To further its efforts at both capturing that market and developing a content model that will include advertisements and partnerships with major record labels, the company has hired industry veteran Jon Richmond as its chief executive. Richmond was most recently chief executive of News Digital Media, the U.S. digital arm of international media conglomerate News Corp.

SongPro has also hired Marc Hannah, a co-founder of Silicon Graphics, as its chief technology officer.

Besides playing songs in the standard MP3 and Windows Media Audio formats, the SongPro device will also play a proprietary SongPro Audio, or SPA, format that will use the Game Boy's screen to display lyrics, pictures and the like.

Richmond said the screen will also be used for advertising, meaning that some content could actually be offered with a free, ad-supported model.

"Certainly the record companies, the artists and their management have responded very favorably to this," he said.

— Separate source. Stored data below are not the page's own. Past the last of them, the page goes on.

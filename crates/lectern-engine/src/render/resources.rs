use super::mesh::GpuMesh;
use super::program::Program;
use super::texture::GpuTexture;

#[derive(Debug, Copy, Clone, Eq, PartialEq, Hash)]
pub struct MeshId(usize);

#[derive(Debug, Copy, Clone, Eq, PartialEq, Hash)]
pub struct TextureId(usize);

#[derive(Debug, Copy, Clone, Eq, PartialEq, Hash)]
pub struct ProgramId(usize);

impl MeshId {
    pub const fn from_index(index: usize) -> Self {
        Self(index)
    }
}

impl TextureId {
    pub const fn from_index(index: usize) -> Self {
        Self(index)
    }
}

impl ProgramId {
    pub const fn from_index(index: usize) -> Self {
        Self(index)
    }
}

/// Owns every GPU resource of a scene.
///
/// Resources are added at startup and never removed; handles stay valid for
/// the lifetime of the set. Everything is released when the set drops.
#[derive(Default)]
pub struct ResourceSet {
    meshes: Vec<GpuMesh>,
    textures: Vec<GpuTexture>,
    programs: Vec<Program>,
}

impl ResourceSet {
    pub fn new() -> Self {
        Self::default()
    }

    pub fn add_mesh(&mut self, mesh: GpuMesh) -> MeshId {
        self.meshes.push(mesh);
        MeshId(self.meshes.len() - 1)
    }

    pub fn add_texture(&mut self, texture: GpuTexture) -> TextureId {
        self.textures.push(texture);
        TextureId(self.textures.len() - 1)
    }

    pub fn add_program(&mut self, program: Program) -> ProgramId {
        self.programs.push(program);
        ProgramId(self.programs.len() - 1)
    }

    pub fn mesh(&self, id: MeshId) -> Option<&GpuMesh> {
        self.meshes.get(id.0)
    }

    pub fn texture(&self, id: TextureId) -> Option<&GpuTexture> {
        self.textures.get(id.0)
    }

    pub fn program(&self, id: ProgramId) -> Option<&Program> {
        self.programs.get(id.0)
    }

    /// `(meshes, textures, programs)`
    pub fn counts(&self) -> (usize, usize, usize) {
        (self.meshes.len(), self.textures.len(), self.programs.len())
    }
}

impl Drop for ResourceSet {
    fn drop(&mut self) {
        let (meshes, textures, programs) = self.counts();
        log::debug!("releasing {meshes} meshes, {textures} textures, {programs} programs");
    }
}
use super::uniforms::ObjectUniforms;

/// Bind group layouts shared by every scene program.
///
/// - group 0, binding 0: `ObjectUniforms`, dynamic offset, vertex + fragment
/// - group 1, binding 0: 2D float texture; binding 1: filtering sampler
pub struct SceneLayouts {
    pub uniforms: wgpu::BindGroupLayout,
    pub material: wgpu::BindGroupLayout,
}

impl SceneLayouts {
    pub fn new(device: &wgpu::Device) -> Self {
        let uniforms = device.create_bind_group_layout(&wgpu::BindGroupLayoutDescriptor {
            label: Some("lectern object uniforms bgl"),
            entries: &[wgpu::BindGroupLayoutEntry {
                binding: 0,
                visibility: wgpu::ShaderStages::VERTEX | wgpu::ShaderStages::FRAGMENT,
                ty: wgpu::BindingType::Buffer {
                    ty: wgpu::BufferBindingType::Uniform,
                    has_dynamic_offset: true,
                    min_binding_size: wgpu::BufferSize::new(ObjectUniforms::SIZE),
                },
                count: None,
            }],
        });

        let material = device.create_bind_group_layout(&wgpu::BindGroupLayoutDescriptor {
            label: Some("lectern material bgl"),
            entries: &[
                wgpu::BindGroupLayoutEntry {
                    binding: 0,
                    visibility: wgpu::ShaderStages::FRAGMENT,
                    ty: wgpu::BindingType::Texture {
                        sample_type: wgpu::TextureSampleType::Float { filterable: true },
                        view_dimension: wgpu::TextureViewDimension::D2,
                        multisampled: false,
                    },
                    count: None,
                },
                wgpu::BindGroupLayoutEntry {
                    binding: 1,
                    visibility: wgpu::ShaderStages::FRAGMENT,
                    ty: wgpu::BindingType::Sampler(wgpu::SamplerBindingType::Filtering),
                    count: None,
                },
            ],
        });

        Self { uniforms, material }
    }
}
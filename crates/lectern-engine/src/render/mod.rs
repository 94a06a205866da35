//! Scene rendering core.
//!
//! Resources (meshes, textures, programs) are created once at startup and
//! owned by a `ResourceSet`. Each frame the app records a `FramePlan` of
//! passes and draw calls; `ScenePass` validates and executes it.
//!
//! Conventions:
//! - right-handed world space, +Y up, depth in `[0, 1]`
//! - vertices are interleaved position/normal/uv, 8 floats per vertex
//! - bind group 0 is the per-draw uniform block, group 1 the texture

mod ctx;
mod layouts;
pub mod mesh;
pub mod pass;
pub mod plan;
pub mod program;
pub mod resources;
pub mod texture;
pub mod uniforms;

pub use ctx::{RenderCtx, RenderTarget};
pub use layouts::SceneLayouts;
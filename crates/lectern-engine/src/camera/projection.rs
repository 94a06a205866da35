use glam::Mat4;

pub const NEAR_PLANE: f32 = 0.1;
pub const FAR_PLANE: f32 = 100.0;

/// Half extent of the fixed orthographic view volume.
const ORTHO_EXTENT: f32 = 2.0;

/// Which projection the viewer currently uses. The last key pressed wins.
#[derive(Debug, Copy, Clone, Default, Eq, PartialEq)]
pub enum ProjectionMode {
    #[default]
    Perspective,
    Orthographic,
}

/// Perspective projection with a vertical field of view in degrees.
pub fn perspective_projection(fov_y_degrees: f32, aspect: f32) -> Mat4 {
    Mat4::perspective_rh(fov_y_degrees.to_radians(), aspect, NEAR_PLANE, FAR_PLANE)
}

/// The fixed `ortho(-2, 2, -2, 2, 0.1, 100)` volume. Ignores aspect ratio.
pub fn orthographic_projection() -> Mat4 {
    Mat4::orthographic_rh(
        -ORTHO_EXTENT,
        ORTHO_EXTENT,
        -ORTHO_EXTENT,
        ORTHO_EXTENT,
        NEAR_PLANE,
        FAR_PLANE,
    )
}

#[cfg(test)]
mod tests {
    use super::*;
    use glam::{Vec3, Vec4};

    #[test]
    fn ortho_maps_bounds_to_clip_edges() {
        let p = orthographic_projection();
        let corner = p * Vec4::new(2.0, -2.0, -NEAR_PLANE, 1.0);
        assert!((corner.x - 1.0).abs() < 1e-5);
        assert!((corner.y + 1.0).abs() < 1e-5);
        assert!(corner.z.abs() < 1e-5);

        let far = p * Vec4::new(0.0, 0.0, -FAR_PLANE, 1.0);
        assert!((far.z - 1.0).abs() < 1e-5);
    }

    #[test]
    fn perspective_near_plane_maps_to_zero_depth() {
        let p = perspective_projection(45.0, 1.25);
        let clip = p * Vec3::new(0.0, 0.0, -NEAR_PLANE).extend(1.0);
        assert!((clip.z / clip.w).abs() < 1e-5);
    }

    #[test]
    fn default_mode_is_perspective() {
        assert_eq!(ProjectionMode::default(), ProjectionMode::Perspective);
    }
}
//! The desk scene: fixed object poses, texture assets, lights, and the
//! per-frame draw plan.

use std::path::{Path, PathBuf};

use glam::{Mat4, Quat, Vec2, Vec3};
use lectern_engine::render::plan::{DrawCall, FramePlan};
use lectern_engine::render::resources::{MeshId, ProgramId, TextureId};
use lectern_engine::render::uniforms::{ObjectUniforms, PointLight};

use crate::shapes::ShapeKind;

/// Tint multiplied into every lit texel.
pub const OBJECT_COLOR: Vec3 = Vec3::ONE;

/// Image assets, one per material.
#[derive(Debug, Copy, Clone, Eq, PartialEq, Hash)]
pub enum TextureSlot {
    BookCover,
    Pages,
    Leather,
    WoodFloor,
    DarkWood,
    Ceramic,
}

impl TextureSlot {
    pub const ALL: [TextureSlot; 6] = [
        TextureSlot::BookCover,
        TextureSlot::Pages,
        TextureSlot::Leather,
        TextureSlot::WoodFloor,
        TextureSlot::DarkWood,
        TextureSlot::Ceramic,
    ];

    pub fn file_name(self) -> &'static str {
        match self {
            TextureSlot::BookCover => "DarkBlue.jpg",
            TextureSlot::Pages => "pagesTexture.jpg",
            TextureSlot::Leather => "greenLeather.png",
            TextureSlot::WoodFloor => "lightWoodFlooring.jpg",
            TextureSlot::DarkWood => "DarkWood.jpg",
            TextureSlot::Ceramic => "ceramicTexture.jpg",
        }
    }

    pub fn path(self, asset_root: &Path) -> PathBuf {
        asset_root.join(self.file_name())
    }
}

/// Scale, then rotate `angle` radians about `axis`, then translate.
#[derive(Debug, Copy, Clone, PartialEq)]
pub struct Pose {
    pub scale: Vec3,
    pub translation: Vec3,
    pub angle: f32,
    pub axis: Vec3,
}

impl Pose {
    pub fn model_matrix(&self) -> Mat4 {
        let rotation = Quat::from_axis_angle(self.axis.normalize_or(Vec3::Y), self.angle);
        Mat4::from_translation(self.translation)
            * Mat4::from_quat(rotation)
            * Mat4::from_scale(self.scale)
    }
}

#[derive(Debug, Copy, Clone, PartialEq)]
pub struct SceneObject {
    pub label: &'static str,
    pub shape: ShapeKind,
    pub texture: TextureSlot,
    pub pose: Pose,
    pub uv_scale: Vec2,
}

const WAND_AXIS: Vec3 = Vec3::new(0.3, -1.3, 1.2);
const WAND_POSITION: Vec3 = Vec3::new(2.0, 0.07, 3.0);

const fn wand_segment(label: &'static str, scale: Vec3) -> SceneObject {
    SceneObject {
        label,
        shape: ShapeKind::Wand,
        texture: TextureSlot::DarkWood,
        pose: Pose {
            scale,
            translation: WAND_POSITION,
            angle: 15.0,
            axis: WAND_AXIS,
        },
        uv_scale: Vec2::ONE,
    }
}

/// Draw order: floor, storage box, book cover, book pages, wand shaft,
/// wand grip, wand pommel, mug.
pub const SCENE_OBJECTS: [SceneObject; 8] = [
    SceneObject {
        label: "floor",
        shape: ShapeKind::Plane,
        texture: TextureSlot::WoodFloor,
        pose: Pose {
            scale: Vec3::new(5.0, 1.0, 5.0),
            translation: Vec3::new(0.0, -0.01, 0.0),
            angle: 0.0,
            axis: Vec3::ONE,
        },
        uv_scale: Vec2::ONE,
    },
    SceneObject {
        label: "storage box",
        shape: ShapeKind::StorageBox,
        texture: TextureSlot::Leather,
        pose: Pose {
            scale: Vec3::new(0.75, 1.0, 3.0),
            translation: Vec3::ZERO,
            angle: 5.0,
            axis: Vec3::Y,
        },
        uv_scale: Vec2::ONE,
    },
    SceneObject {
        label: "book cover",
        shape: ShapeKind::BookCover,
        texture: TextureSlot::BookCover,
        pose: Pose {
            scale: Vec3::new(1.0, 1.015, 1.02),
            translation: Vec3::new(-2.5, 0.0, -2.0),
            angle: 14.0,
            axis: Vec3::Y,
        },
        uv_scale: Vec2::ONE,
    },
    SceneObject {
        label: "book pages",
        shape: ShapeKind::BookPages,
        texture: TextureSlot::Pages,
        pose: Pose {
            scale: Vec3::new(0.5, 3.0, 1.0),
            translation: Vec3::new(-2.5, 0.02, -2.0),
            angle: 14.0,
            axis: Vec3::Y,
        },
        uv_scale: Vec2::new(1.0, 0.1),
    },
    wand_segment("wand shaft", Vec3::new(0.05, 4.0, 0.05)),
    wand_segment("wand grip", Vec3::new(0.07, 1.0, 0.07)),
    wand_segment("wand pommel", Vec3::new(0.09, 0.02, 0.09)),
    SceneObject {
        label: "mug",
        shape: ShapeKind::Mug,
        texture: TextureSlot::Ceramic,
        pose: Pose {
            scale: Vec3::new(0.35, 1.0, 0.35),
            translation: Vec3::new(0.25, 0.0, -2.0),
            angle: 0.0,
            axis: Vec3::Y,
        },
        uv_scale: Vec2::ONE,
    },
];

/// The two point lights and the size of their marker cubes.
#[derive(Debug, Copy, Clone, PartialEq)]
pub struct LightRig {
    pub head: PointLight,
    pub side: PointLight,
    pub marker_scale: f32,
}

impl Default for LightRig {
    fn default() -> Self {
        Self {
            head: PointLight::new(Vec3::ZERO, Vec3::ONE),
            side: PointLight::new(Vec3::new(0.0, 3.0, 7.0), Vec3::ONE),
            marker_scale: 0.2,
        }
    }
}

impl LightRig {
    /// Head light first. Both write the same uniform slot, so the side light
    /// is the one the lit program sees.
    pub fn lights(&self) -> [PointLight; 2] {
        [self.head, self.side]
    }

    pub fn marker_model(&self, light: &PointLight) -> Mat4 {
        Mat4::from_translation(light.position) * Mat4::from_scale(Vec3::splat(self.marker_scale))
    }
}

/// GPU handles the plan refers to, filled in at startup.
#[derive(Debug, Clone, PartialEq)]
pub struct SceneHandles {
    pub lit_program: ProgramId,
    pub marker_program: ProgramId,
    pub meshes: Vec<(ShapeKind, MeshId)>,
    pub textures: Vec<(TextureSlot, TextureId)>,
}

impl SceneHandles {
    fn mesh(&self, shape: ShapeKind) -> Option<MeshId> {
        self.meshes.iter().find(|(k, _)| *k == shape).map(|(_, id)| *id)
    }

    fn texture(&self, slot: TextureSlot) -> Option<TextureId> {
        self.textures.iter().find(|(k, _)| *k == slot).map(|(_, id)| *id)
    }
}

/// Camera-derived state for one frame.
#[derive(Debug, Copy, Clone, PartialEq)]
pub struct ViewState {
    pub view: Mat4,
    pub projection: Mat4,
    pub eye: Vec3,
}

/// Builds this frame's commands: one depth-tested pass, markers, then every
/// scene object in draw order, then present.
///
/// Objects whose mesh or texture has no handle are left out.
pub fn build_frame_plan(
    handles: &SceneHandles,
    lights: &LightRig,
    view: &ViewState,
    clear: wgpu::Color,
) -> FramePlan {
    let mut plan = FramePlan::new();
    plan.begin_pass(clear, true);

    if let Some(marker_mesh) = handles.mesh(ShapeKind::Marker) {
        for light in lights.lights() {
            plan.draw(DrawCall {
                label: "light marker",
                program: handles.marker_program,
                mesh: marker_mesh,
                texture: None,
                uniforms: ObjectUniforms::transforms(
                    lights.marker_model(&light),
                    view.view,
                    view.projection,
                ),
            });
        }
    }

    for object in &SCENE_OBJECTS {
        let (Some(mesh), Some(texture)) = (handles.mesh(object.shape), handles.texture(object.texture))
        else {
            continue;
        };

        let mut uniforms =
            ObjectUniforms::transforms(object.pose.model_matrix(), view.view, view.projection)
                .with_object_color(OBJECT_COLOR)
                .with_view_position(view.eye)
                .with_uv_scale(object.uv_scale);
        for light in lights.lights() {
            uniforms = uniforms.with_light(light);
        }

        plan.draw(DrawCall {
            label: object.label,
            program: handles.lit_program,
            mesh,
            texture: Some(texture),
            uniforms,
        });
    }

    plan.present();
    plan
}

#[cfg(test)]
mod tests {
    use super::*;

    fn handles() -> SceneHandles {
        SceneHandles {
            lit_program: ProgramId::from_index(0),
            marker_program: ProgramId::from_index(1),
            meshes: ShapeKind::ALL
                .iter()
                .enumerate()
                .map(|(i, k)| (*k, MeshId::from_index(i)))
                .collect(),
            textures: TextureSlot::ALL
                .iter()
                .enumerate()
                .map(|(i, s)| (*s, TextureId::from_index(i)))
                .collect(),
        }
    }

    fn view() -> ViewState {
        let eye = Vec3::new(0.0, 1.5, 7.0);
        ViewState {
            view: Mat4::look_at_rh(eye, eye - Vec3::Z, Vec3::Y),
            projection: Mat4::perspective_rh(45f32.to_radians(), 1.25, 0.1, 100.0),
            eye,
        }
    }

    fn plan() -> FramePlan {
        build_frame_plan(&handles(), &LightRig::default(), &view(), wgpu::Color::BLACK)
    }

    // ── plan shape ──────────────────────────────────────────────────────

    #[test]
    fn frame_presents_once_with_depth_enabled_first() {
        let plan = plan();
        assert_eq!(plan.validate(), Ok(()));
        assert_eq!(plan.present_count(), 1);
        assert!(plan.depth_tested_before_first_draw());
        assert_eq!(plan.passes().len(), 1);
    }

    #[test]
    fn markers_draw_before_objects_in_fixed_order() {
        let labels: Vec<&str> = plan().draws().map(|d| d.label).collect();
        assert_eq!(
            labels,
            vec![
                "light marker",
                "light marker",
                "floor",
                "storage box",
                "book cover",
                "book pages",
                "wand shaft",
                "wand grip",
                "wand pommel",
                "mug",
            ]
        );
    }

    #[test]
    fn markers_are_untextured_and_sit_on_the_lights() {
        let rig = LightRig::default();
        let plan = plan();
        let markers: Vec<&DrawCall> = plan.draws().take(2).collect();
        for (draw, light) in markers.iter().zip(rig.lights()) {
            assert_eq!(draw.program, ProgramId::from_index(1));
            assert_eq!(draw.texture, None);
            let origin = draw.uniforms.model_matrix().transform_point3(Vec3::ZERO);
            assert!(origin.abs_diff_eq(light.position, 1e-6));
        }
    }

    #[test]
    fn missing_texture_drops_only_that_object() {
        let mut h = handles();
        h.textures.retain(|(slot, _)| *slot != TextureSlot::Ceramic);
        let plan = build_frame_plan(&h, &LightRig::default(), &view(), wgpu::Color::BLACK);
        assert_eq!(plan.draw_count(), 9);
        assert!(plan.draws().all(|d| d.label != "mug"));
    }

    // ── lighting ────────────────────────────────────────────────────────

    // Both lights share one uniform slot; only the side light survives.
    #[test]
    fn side_light_is_the_last_light_written() {
        let side = LightRig::default().side;
        for draw in plan().draws().skip(2) {
            assert_eq!(draw.uniforms.light_pos, side.position.to_array());
            assert_eq!(draw.uniforms.light_color, side.color.to_array());
        }
    }

    #[test]
    fn lit_draws_carry_eye_and_uv_scale() {
        let plan = plan();
        let pages = plan.draws().find(|d| d.label == "book pages").unwrap();
        assert_eq!(pages.uniforms.uv_scale, [1.0, 0.1]);
        assert_eq!(pages.uniforms.view_position, [0.0, 1.5, 7.0]);
        assert_eq!(pages.uniforms.object_color, [1.0, 1.0, 1.0]);
    }

    // ── poses ───────────────────────────────────────────────────────────

    #[test]
    fn model_is_translate_rotate_scale() {
        let pages = SCENE_OBJECTS[3].pose;
        let expected = Mat4::from_translation(pages.translation)
            * Mat4::from_axis_angle(Vec3::Y, 14.0)
            * Mat4::from_scale(pages.scale);
        assert!(pages.model_matrix().abs_diff_eq(expected, 1e-5));
    }

    #[test]
    fn wand_axis_is_normalized_before_rotating() {
        let shaft = SCENE_OBJECTS[4].pose;
        let axis = WAND_AXIS.normalize();
        let rotated = shaft.model_matrix().transform_vector3(axis);
        let scaled = axis * shaft.scale;
        assert!((rotated.length() - scaled.length()).abs() < 1e-4);
    }

    #[test]
    fn zero_angle_leaves_floor_unrotated() {
        let floor = SCENE_OBJECTS[0].pose;
        let expected = Mat4::from_translation(floor.translation) * Mat4::from_scale(floor.scale);
        assert!(floor.model_matrix().abs_diff_eq(expected, 1e-6));
    }

    #[test]
    fn texture_paths_join_the_asset_root() {
        let path = TextureSlot::Leather.path(Path::new("textures"));
        assert_eq!(path, Path::new("textures").join("greenLeather.png"));
    }
}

SongPro is working with digital media company RioPort to develop both the security features of the device and the distribution network for SPA files. Richmond said the RioPort relationship will give SongPro users access to thousands of files from all five major music labels from day one.

While SongPro will start with only music, Richmond said it could branch out to other kinds of digital media, such as slide shows.

The company also plans to branch out to other devices, including personal digital assistants and cell phones, he said.

"I think the manufacturing of the hardware is the least interesting piece to us," Richmond said.